* DIRECTIONS FOR THIS TASK
Scan the entries below for the string "Some" and copy every line where it turns up.

* Collected data
++++++++
//! Free text place search biased towards a position
use super::{
    expand_base_url, key_query, search_result_labeling, search_result_renderer, ApiClient,
};
use crate::config::FromFeatureConfig;
use crate::gps::Position;
use crate::host::MapHost;
use crate::layer::{Feature, Field, Geometry, GeometryKind, IntoFeature, Layer, LayerBuilder};
use crate::settings::{SettingKey, Settings};
use crate::Error;
use log::info;
use serde::{Deserialize, Serialize};

/// Every text search is published to a layer with this name
pub static LAYER_NAME: &str = "SearchText";

pub static FIELD_TITLE: &str = "Title";
pub static FIELD_REGION: &str = "Region";
pub static FIELD_LOCALITY: &str = "Locality";
pub static FIELD_LABEL: &str = "Label";

/// Options for the `places` feature section of the config file
#[derive(Clone, Debug, FromFeatureConfig)]
pub struct TextSearchOptions {
    pub base_url: String,
    pub language: Option<String>,
    pub max_results: u32,
}

impl Default for TextSearchOptions {
    fn default() -> Self {
        TextSearchOptions {
            base_url: "https://places.geo.{region}.amazonaws.com".to_string(),
            language: None,
            max_results: 10,
        }
    }
}

#[derive(Debug, Serialize)]
#[serde(rename_all = "PascalCase")]
struct SearchTextRequest<'a> {
    language: Option<&'a str>,
    max_results: u32,
    query_text: &'a str,
    bias_position: Position,
}

#[derive(Debug, Deserialize)]
#[serde(rename_all = "PascalCase")]
pub struct SearchTextResponse {
    #[serde(default)]
    pub result_items: Vec<ResultItem>,
}

#[derive(Debug, Deserialize)]
#[serde(rename_all = "PascalCase")]
pub struct ResultItem {
    #[serde(default)]
    pub title: Option<String>,
    pub position: Position,
    #[serde(default)]
    pub address: Option<Address>,
}

#[derive(Debug, Default, Deserialize)]
#[serde(rename_all = "PascalCase")]
pub struct Address {
    #[serde(default)]
    pub region: Option<NamedArea>,
    #[serde(default)]
    pub locality: Option<String>,
    #[serde(default)]
    pub label: Option<String>,
}

#[derive(Debug, Deserialize)]
#[serde(rename_all = "PascalCase")]
pub struct NamedArea {
    #[serde(default)]
    pub name: Option<String>,
}

impl IntoFeature for ResultItem {
    fn into_feature(self) -> Result<Feature, Error> {
        let address = self.address.unwrap_or_default();
        let region = address.region.and_then(|r| r.name);
        Ok(Feature::new(
            Geometry::Point(self.position),
            vec![
                self.title.unwrap_or_default().into(),
                region.unwrap_or_default().into(),
                address.locality.unwrap_or_default().into(),
                address.label.unwrap_or_default().into(),
            ],
        ))
    }
}

/// URL of the text search endpoint
pub fn search_text_url(settings: &Settings, options: &TextSearchOptions) -> String {
    format!(
        "{}/v2/search-text?{}",
        expand_base_url(&options.base_url, settings.get(SettingKey::Region)),
        key_query("key", settings.get(SettingKey::ApiKey))
    )
}

/// Runs a text search and shows the results as points
#[derive(Clone, Debug, Default)]
pub struct TextSearch {
    options: TextSearchOptions,
}

impl TextSearch {
    pub fn new(options: TextSearchOptions) -> Self {
        TextSearch { options }
    }

    /// Send the search request, results are biased towards `position`
    pub fn search(
        &self,
        settings: &Settings,
        client: &ApiClient,
        text: &str,
        position: Position,
    ) -> Result<SearchTextResponse, Error> {
        settings.require(SettingKey::Region)?;
        settings.require(SettingKey::ApiKey)?;
        let request = SearchTextRequest {
            language: self.options.language.as_deref(),
            max_results: self.options.max_results,
            query_text: text,
            bias_position: position,
        };
        let response: SearchTextResponse =
            client.post_json(&search_text_url(settings, &self.options), &request)?;
        info!(
            "Text search for '{}' near {} returned {} results",
            text,
            position,
            response.result_items.len()
        );
        Ok(response)
    }

    pub fn layer(&self, response: SearchTextResponse) -> Result<Layer, Error> {
        Ok(self.layer_builder(response)?.build())
    }

    fn layer_builder(&self, response: SearchTextResponse) -> Result<LayerBuilder, Error> {
        let schema = vec![
            Field::string(FIELD_TITLE),
            Field::string(FIELD_REGION),
            Field::string(FIELD_LOCALITY),
            Field::string(FIELD_LABEL),
        ];
        LayerBuilder::new(LAYER_NAME, GeometryKind::Point, schema)
            .populate(response.result_items)?
            .style(search_result_renderer())?
            .label(search_result_labeling(FIELD_TITLE))
    }

    /// Search for `text` and publish the result layer
    pub fn add_to_map<H: MapHost + ?Sized>(
        &self,
        settings: &Settings,
        client: &ApiClient,
        text: &str,
        position: Position,
        host: &mut H,
    ) -> Result<(), Error> {
        let response = self.search(settings, client, text, position)?;
        self.layer_builder(response)?.publish(host)
    }
}

#[cfg(test)]
mod tests {
    use super::*;
    use crate::host::MapProject;
    use crate::layer::AttributeValue;
    use crate::services::client::mock;
    use serde_json::json;

    fn settings() -> Settings {
        Settings::in_memory(&[
            (SettingKey::Region, "eu-central-1"),
            (SettingKey::ApiKey, "v1.public.key"),
        ])
    }

    fn text(value: &str) -> AttributeValue {
        AttributeValue::String(value.to_string())
    }

    #[test]
    fn url_has_region_and_key() {
        assert_eq!(
            search_text_url(&settings(), &TextSearchOptions::default()),
            "https://places.geo.eu-central-1.amazonaws.com/v2/search-text?key=v1.public.key"
        );
    }

    #[test]
    fn request_carries_query_and_bias() {
        let (client, transport) = mock::client();
        transport.respond(r#"{"ResultItems": []}"#);
        let options = TextSearchOptions {
            language: Some("de".to_string()),
            max_results: 3,
            ..Default::default()
        };
        TextSearch::new(options)
            .search(&settings(), &client, "Brandenburger Tor", Position::new(13.4, 52.5))
            .unwrap();
        assert_eq!(
            transport.requests()[0].body,
            Some(json!({
                "Language": "de",
                "MaxResults": 3,
                "QueryText": "Brandenburger Tor",
                "BiasPosition": [13.4, 52.5]
            }))
        );
    }

    #[test]
    fn results_are_flattened_into_attributes() {
        let (client, transport) = mock::client();
        transport.respond(
            r#"{"ResultItems": [
                {"Title": "Brandenburger Tor", "Position": [13.377, 52.516],
                 "Address": {"Label": "Pariser Platz, Berlin", "Locality": "Berlin",
                             "Region": {"Code": "BE", "Name": "Berlin"}}},
                {"Title": "Tor", "Position": [13.0, 52.0]}
            ]}"#,
        );
        let mut project = MapProject::new();
        TextSearch::default()
            .add_to_map(&settings(), &client, "tor", Position::new(13.4, 52.5), &mut project)
            .unwrap();

        let layer = &project.layers()[0];
        assert_eq!(layer.name(), LAYER_NAME);
        assert_eq!(layer.features().len(), 2);
        assert_eq!(layer.attribute(0, FIELD_REGION), Some(&text("Berlin")));
        assert_eq!(layer.attribute(0, FIELD_LABEL), Some(&text("Pariser Platz, Berlin")));
        assert_eq!(layer.attribute(1, FIELD_LOCALITY), Some(&text("")));
        assert_eq!(layer.labeling().unwrap().field, FIELD_TITLE);
    }

    #[test]
    fn missing_result_items_gives_empty_layer() {
        let (client, transport) = mock::client();
        transport.respond("{}");
        let search = TextSearch::default();
        let response = search
            .search(&settings(), &client, "nothing", Position::new(0.0, 0.0))
            .unwrap();
        assert!(search.layer(response).unwrap().features().is_empty());
    }

    #[test]
    fn item_without_position_is_rejected() {
        let (client, transport) = mock::client();
        transport.respond(r#"{"ResultItems": [{"Title": "nowhere"}]}"#);
        let result = TextSearch::default().search(&settings(), &client, "x", Position::new(0.0, 0.0));
        assert!(matches!(result, Err(Error::SchemaViolation(_))));
    }
}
++++++++
* TASK SOLUTION
            language: Some("de".to_string()),
            Some(json!({
        assert_eq!(layer.attribute(0, FIELD_REGION), Some(&text("Berlin")));
        assert_eq!(layer.attribute(0, FIELD_LABEL), Some(&text("Pariser Platz, Berlin")));
        assert_eq!(layer.attribute(1, FIELD_LOCALITY), Some(&text("")));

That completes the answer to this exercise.